После длительных странствий (Ульяновск, Астрахань, Тбилиси, Махачкала, Москва;
работа в музее, в газете, на радио и телестудиях то диктором, то корреспондентом, то
редактором, учеба в аспирантуре) я вновь вернулась в Ульяновск (как оказалось, навсегда)
и начала работать преподавателем на кафедре литературы Ульяновского пединститута. С
одной стороны - солидный возраст, ученое звание, с другой - отсутствие педагогического
опыта и методическая беспомощность, а тут еще и облик легкомысленный. А кафедра
сильная, работящая, общий профессиональный уровень - на высоте для меня заоблачной.

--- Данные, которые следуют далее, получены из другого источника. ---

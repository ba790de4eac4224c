//! Audio Engine Module
//!
//! Core audio plumbing shared by every stage:
//! - Audio buffer type and level helpers
//! - WAV import and export
//! - Input validation

pub mod buffer;
pub mod io;
pub mod validation;

pub use buffer::{db_to_linear, linear_to_db, AudioBuffer, ChannelLayout, DEFAULT_SAMPLE_RATE};
pub use io::{export_audio, generate_stereo_test_tone, import_audio};
pub use validation::{
    check_equality, inspect_peaks, report_peaks, validate_input, PeakCondition, PeakInspection,
};
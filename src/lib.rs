//! refmatch - Reference Matching for Audio Mastering
//!
//! Makes a target recording sound like a reference: the target's long-term
//! frequency balance and loudness are matched to the reference, then the
//! result is finished with a lookahead limiter or peak normalization.
//!
//! # Architecture
//!
//! - `engine`: audio buffer, WAV I/O and input validation
//! - `dsp`: spectral matching, loudness matching, limiter, normalization
//! - `pipeline`: variant assembly with shared intermediates and `process`
//! - `cli`: command-line front end
//!
//! # Example
//! ```ignore
//! use refmatch::{process, Config, OutputRequest, ReferenceSource};
//!
//! let config = Config::default();
//! let reference = ReferenceSource::from_buffer(reference_buffer);
//! let requests = [OutputRequest::pcm16("master.wav")];
//! let output = process(target_buffer, &reference, &requests, &config, None)?;
//! ```

pub mod cli;
pub mod config;
pub mod dsp;
pub mod engine;
pub mod error;
pub mod pipeline;

pub use config::{Config, LimiterConfig, OutputRequest, OutputSubtype};
pub use engine::AudioBuffer;
pub use error::{MatchError, Result};
pub use pipeline::{process, MatchOutput, ReferenceProfile, ReferenceSource};
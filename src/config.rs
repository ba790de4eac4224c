//! Processing configuration and output requests
//!
//! A [`Config`] is built fresh for every invocation (from defaults or a JSON
//! file) and is never mutated once processing starts.

use std::path::{Path, PathBuf};

use serde::{Deserialize, Serialize};

use crate::engine::buffer::DEFAULT_SAMPLE_RATE;
use crate::error::{MatchError, Result};

// ============================================================================
// Constants
// ============================================================================

/// 16-bit full scale minus a small safety margin: (32768 - 61) / 32768
pub const DEFAULT_THRESHOLD: f32 = 0.998_138_4;

/// Smallest FFT size accepted for spectral analysis
pub const MIN_FFT_SIZE: usize = 64;

// ============================================================================
// Limiter Configuration
// ============================================================================

/// Lookahead limiter parameters
#[derive(Debug, Clone, PartialEq, Serialize, Deserialize)]
#[serde(default)]
pub struct LimiterConfig {
    /// Maximum output level in dBFS
    pub ceiling_db: f32,
    /// Lookahead window in milliseconds
    pub lookahead_ms: f32,
    /// Attack time constant in milliseconds
    pub attack_ms: f32,
    /// Time the gain reduction is held before releasing, in milliseconds
    pub hold_ms: f32,
    /// Release time constant in milliseconds
    pub release_ms: f32,
}

impl Default for LimiterConfig {
    fn default() -> Self {
        Self {
            ceiling_db: -0.1,
            lookahead_ms: 5.0,
            attack_ms: 1.0,
            hold_ms: 1.0,
            release_ms: 250.0,
        }
    }
}

// ============================================================================
// Config
// ============================================================================

/// Matching and mastering configuration
#[derive(Debug, Clone, PartialEq, Serialize, Deserialize)]
#[serde(default)]
pub struct Config {
    /// Processing rate; every buffer entering the core must use it
    pub internal_sample_rate: u32,
    /// Longest accepted input, in seconds
    pub max_length_secs: f64,
    /// Piece length used by the loudest-pieces RMS measurement, in seconds
    pub max_piece_secs: f64,
    /// Peak target of the final normalization and clip level of loudness correction
    pub threshold: f32,
    /// Numeric floor used wherever a division could hit zero
    pub min_value: f32,
    /// Analysis window and correction filter length (power of two)
    pub fft_size: usize,
    /// Analysis frame stride is `fft_size / analysis_hop_divisor`
    pub analysis_hop_divisor: usize,
    /// Width of the log-frequency smoothing window, in octaves
    pub smoothing_octaves: f32,
    /// Largest boost the correction filter may apply, in dB
    pub max_boost_db: f32,
    /// Largest cut the correction filter may apply, in dB (positive)
    pub max_cut_db: f32,
    /// Iterations of the clip-aware loudness gain refinement
    pub rms_correction_steps: usize,
    /// Samples at full scale above which the target is reported as clipped
    pub clipping_samples_threshold: usize,
    /// Samples at full scale above which the reference is reported as limited
    pub limited_samples_threshold: usize,
    /// Permit byte-identical target and reference
    pub allow_equality: bool,
    /// Stored preset used instead of a reference recording
    pub reference_preset: Option<PathBuf>,
    /// Limiter parameters
    pub limiter: LimiterConfig,
}

impl Default for Config {
    fn default() -> Self {
        Self {
            internal_sample_rate: DEFAULT_SAMPLE_RATE,
            max_length_secs: 15.0 * 60.0,
            max_piece_secs: 15.0,
            threshold: DEFAULT_THRESHOLD,
            min_value: 1e-6,
            fft_size: 4096,
            analysis_hop_divisor: 4,
            smoothing_octaves: 1.0 / 6.0,
            max_boost_db: 12.0,
            max_cut_db: 24.0,
            rms_correction_steps: 4,
            clipping_samples_threshold: 8,
            limited_samples_threshold: 128,
            allow_equality: false,
            reference_preset: None,
            limiter: LimiterConfig::default(),
        }
    }
}

impl Config {
    /// Load a configuration from a JSON file; missing fields take defaults
    pub fn from_json_file(path: &Path) -> Result<Self> {
        let text = std::fs::read_to_string(path).map_err(|e| MatchError::FileNotFound {
            path: path.display().to_string(),
            source: Some(e),
        })?;
        let config: Config = serde_json::from_str(&text)?;
        config.validate()?;
        Ok(config)
    }

    /// Serialize to pretty JSON
    pub fn to_json_string(&self) -> Result<String> {
        Ok(serde_json::to_string_pretty(self)?)
    }

    /// Analysis frame stride in samples
    pub fn hop_size(&self) -> usize {
        (self.fft_size / self.analysis_hop_divisor).max(1)
    }

    /// Loudest-pieces piece length in samples
    pub fn max_piece_samples(&self) -> usize {
        ((self.max_piece_secs * self.internal_sample_rate as f64) as usize).max(1)
    }

    /// Check that every option holds a usable value
    pub fn validate(&self) -> Result<()> {
        let invalid = |reason: String| Err(MatchError::InvalidConfig { reason });

        if self.internal_sample_rate == 0 {
            return invalid("internal_sample_rate must be positive".into());
        }
        if !self.fft_size.is_power_of_two() || self.fft_size < MIN_FFT_SIZE {
            return invalid(format!(
                "fft_size must be a power of two >= {}, got {}",
                MIN_FFT_SIZE, self.fft_size
            ));
        }
        if self.analysis_hop_divisor == 0 || self.analysis_hop_divisor > self.fft_size {
            return invalid(format!(
                "analysis_hop_divisor must be in 1..={}, got {}",
                self.fft_size, self.analysis_hop_divisor
            ));
        }
        if !(self.max_length_secs > 0.0) || !(self.max_piece_secs > 0.0) {
            return invalid("max_length_secs and max_piece_secs must be positive".into());
        }
        if !(self.min_value > 0.0 && self.min_value < 0.1) {
            return invalid(format!("min_value must be in (0, 0.1), got {}", self.min_value));
        }
        if !(self.threshold > self.min_value && self.threshold <= 1.0) {
            return invalid(format!(
                "threshold must be in (min_value, 1.0], got {}",
                self.threshold
            ));
        }
        if !(self.smoothing_octaves >= 0.0 && self.smoothing_octaves.is_finite()) {
            return invalid("smoothing_octaves must be a finite non-negative number".into());
        }
        if !(self.max_boost_db >= 0.0) || !(self.max_cut_db >= 0.0) {
            return invalid("max_boost_db and max_cut_db must be non-negative".into());
        }

        let limiter = &self.limiter;
        if !(limiter.ceiling_db <= 0.0 && limiter.ceiling_db > -60.0) {
            return invalid(format!(
                "limiter.ceiling_db must be in (-60, 0], got {}",
                limiter.ceiling_db
            ));
        }
        if !(limiter.lookahead_ms > 0.0)
            || !(limiter.attack_ms > 0.0)
            || !(limiter.release_ms > 0.0)
            || !(limiter.hold_ms >= 0.0)
        {
            return invalid("limiter time constants must be positive".into());
        }

        Ok(())
    }
}

// ============================================================================
// Output Requests
// ============================================================================

/// Sample encoding of an exported result
#[derive(Debug, Clone, Copy, PartialEq, Eq, Hash, Default, Serialize, Deserialize)]
#[serde(rename_all = "snake_case")]
pub enum OutputSubtype {
    /// 16-bit integer PCM
    #[default]
    Pcm16,
    /// 24-bit integer PCM
    Pcm24,
    /// 32-bit IEEE float
    Float32,
}

impl OutputSubtype {
    /// Bits per sample written by the exporter
    pub fn bits_per_sample(&self) -> u16 {
        match self {
            OutputSubtype::Pcm16 => 16,
            OutputSubtype::Pcm24 => 24,
            OutputSubtype::Float32 => 32,
        }
    }
}

/// One desired output of a matching run
#[derive(Debug, Clone, PartialEq, Serialize, Deserialize)]
pub struct OutputRequest {
    /// Destination handed to the exporter
    pub path: PathBuf,
    /// Sample encoding handed to the exporter
    pub subtype: OutputSubtype,
    /// Run the lookahead limiter
    pub use_limiter: bool,
    /// Peak-normalize the unlimited result (ignored when limiting)
    pub normalize: bool,
    /// Skip the spectral correction
    pub no_eq: bool,
}

impl OutputRequest {
    /// Limited, normalized, equalized output with the given encoding
    pub fn new(path: impl Into<PathBuf>, subtype: OutputSubtype) -> Self {
        Self {
            path: path.into(),
            subtype,
            use_limiter: true,
            normalize: true,
            no_eq: false,
        }
    }

    /// 16-bit PCM output with default processing
    pub fn pcm16(path: impl Into<PathBuf>) -> Self {
        Self::new(path, OutputSubtype::Pcm16)
    }

    /// 24-bit PCM output with default processing
    pub fn pcm24(path: impl Into<PathBuf>) -> Self {
        Self::new(path, OutputSubtype::Pcm24)
    }

    /// 32-bit float output with default processing
    pub fn float32(path: impl Into<PathBuf>) -> Self {
        Self::new(path, OutputSubtype::Float32)
    }

    /// Set whether the limiter runs
    pub fn with_limiter(mut self, use_limiter: bool) -> Self {
        self.use_limiter = use_limiter;
        self
    }

    /// Set whether the unlimited result is normalized
    pub fn with_normalize(mut self, normalize: bool) -> Self {
        self.normalize = normalize;
        self
    }

    /// Set whether the spectral correction is skipped
    pub fn with_no_eq(mut self, no_eq: bool) -> Self {
        self.no_eq = no_eq;
        self
    }
}

#[cfg(test)]
mod tests {
    use super::*;

    #[test]
    fn test_default_config_is_valid() {
        let config = Config::default();
        assert!(config.validate().is_ok());
        assert_eq!(config.hop_size(), 1024);
        assert_eq!(config.max_piece_samples(), 15 * 44100);
    }

    #[test]
    fn test_rejects_non_power_of_two_fft() {
        let config = Config {
            fft_size: 3000,
            ..Config::default()
        };
        assert_eq!(
            config.validate().unwrap_err().error_code(),
            "INVALID_CONFIG"
        );
    }

    #[test]
    fn test_rejects_bad_threshold_and_limiter() {
        let config = Config {
            threshold: 1.5,
            ..Config::default()
        };
        assert!(config.validate().is_err());

        let mut config = Config::default();
        config.limiter.ceiling_db = 3.0;
        assert!(config.validate().is_err());

        let mut config = Config::default();
        config.limiter.release_ms = 0.0;
        assert!(config.validate().is_err());
    }

    #[test]
    fn test_json_roundtrip_with_partial_fields() {
        let config: Config =
            serde_json::from_str(r#"{ "fft_size": 2048, "limiter": { "ceiling_db": -1.0 } }"#)
                .unwrap();
        assert_eq!(config.fft_size, 2048);
        assert_eq!(config.limiter.ceiling_db, -1.0);
        assert_eq!(config.limiter.lookahead_ms, LimiterConfig::default().lookahead_ms);
        assert_eq!(config.internal_sample_rate, 44100);

        let text = config.to_json_string().unwrap();
        let back: Config = serde_json::from_str(&text).unwrap();
        assert_eq!(back, config);
    }

    #[test]
    fn test_from_json_file() {
        let dir = tempfile::tempdir().unwrap();
        let path = dir.path().join("config.json");
        std::fs::write(&path, r#"{ "allow_equality": true }"#).unwrap();

        let config = Config::from_json_file(&path).unwrap();
        assert!(config.allow_equality);

        let missing = Config::from_json_file(&dir.path().join("missing.json"));
        assert_eq!(missing.unwrap_err().error_code(), "FILE_NOT_FOUND");
    }

    #[test]
    fn test_output_request_builders() {
        let request = OutputRequest::pcm24("out.wav")
            .with_limiter(false)
            .with_normalize(false)
            .with_no_eq(true);
        assert_eq!(request.subtype, OutputSubtype::Pcm24);
        assert!(!request.use_limiter);
        assert!(!request.normalize);
        assert!(request.no_eq);

        let default = OutputRequest::pcm16("a.wav");
        assert!(default.use_limiter && default.normalize && !default.no_eq);
        assert_eq!(OutputSubtype::Float32.bits_per_sample(), 32);
    }
}
//! DSP stages of the matching pipeline
//!
//! Spectral matching, loudness matching, lookahead limiting and peak
//! normalization. Each stage takes an immutable [`AudioBuffer`] and returns
//! a new one.
//!
//! [`AudioBuffer`]: crate::engine::AudioBuffer

pub mod limiter;
pub mod loudness;
pub mod normalize;
pub mod spectral;

pub use limiter::Limiter;
pub use loudness::{loudest_pieces_rms, LoudnessMatcher};
pub use normalize::normalize_peak;
pub use spectral::{convolve_same, CorrectionFilter, CorrectionFilters, SpectralMatcher, StereoSpectrum};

Естественно, отношение ко мне настороженно-критическое, мои просчеты и недостатки
становятся предметом общего обсуждения. Всегдашняя отличница, привыкшая больше к
похвалам, в новой для себя ситуации я совсем теряюсь. Страх и неуверенность
парализуют, и я всерьез думаю, что надо уходить, искать другую профессию. А Шахова в
это время - одна из лучших на кафедре, ее курс - любимый у студентов. Приходя на ее
лекции, с завистью наблюдаю, с каким, можно сказать, благоговением внимают они
каждому ее слову. "Почему они тебя слушают, а меня - нет?" - спрашиваю я у Лиды и
прошу придти на мою лекцию и откровенно сказать, стоит ли мне работать дальше или
лучше сразу уйти. В том, что она ответит прямо и честно, я не сомневаюсь - она всегда и
со всеми держится именно так.
Еще меня привлекали к Лиде некие нити, тянущиеся из прошлого. Мы с ней (правда, в
разное время) окончили одну и ту же школу. Потом она училась на отделении
болгаристики Ленинградского университета, затем в Болгарии. Друг друга мы знали
понаслышке, а впервые познакомились лично, когда я для Ульяновской телестудии
готовила передачу о болгарах, которые стажировались тогда в нашем городе. От этой
встречи остались в памяти строгая стать, строгий черный костюм, темные косы на голове
венцом (почему-то они у многих остались в памяти, хотя Лида уверяет, что никогда такой
прически не носила), приподнятые черные брови и взгляд темных глаз, заставляющий (во
всяком случае, меня) вспомнить "Незнакомку" Крамского. А еще - ее игра на фортепиано
и общее ощущение интеллигентности и достоинства. И вот через много лет Лида снова
где-то сверху, и я выбираю ее арбитром в решении собственной судьбы.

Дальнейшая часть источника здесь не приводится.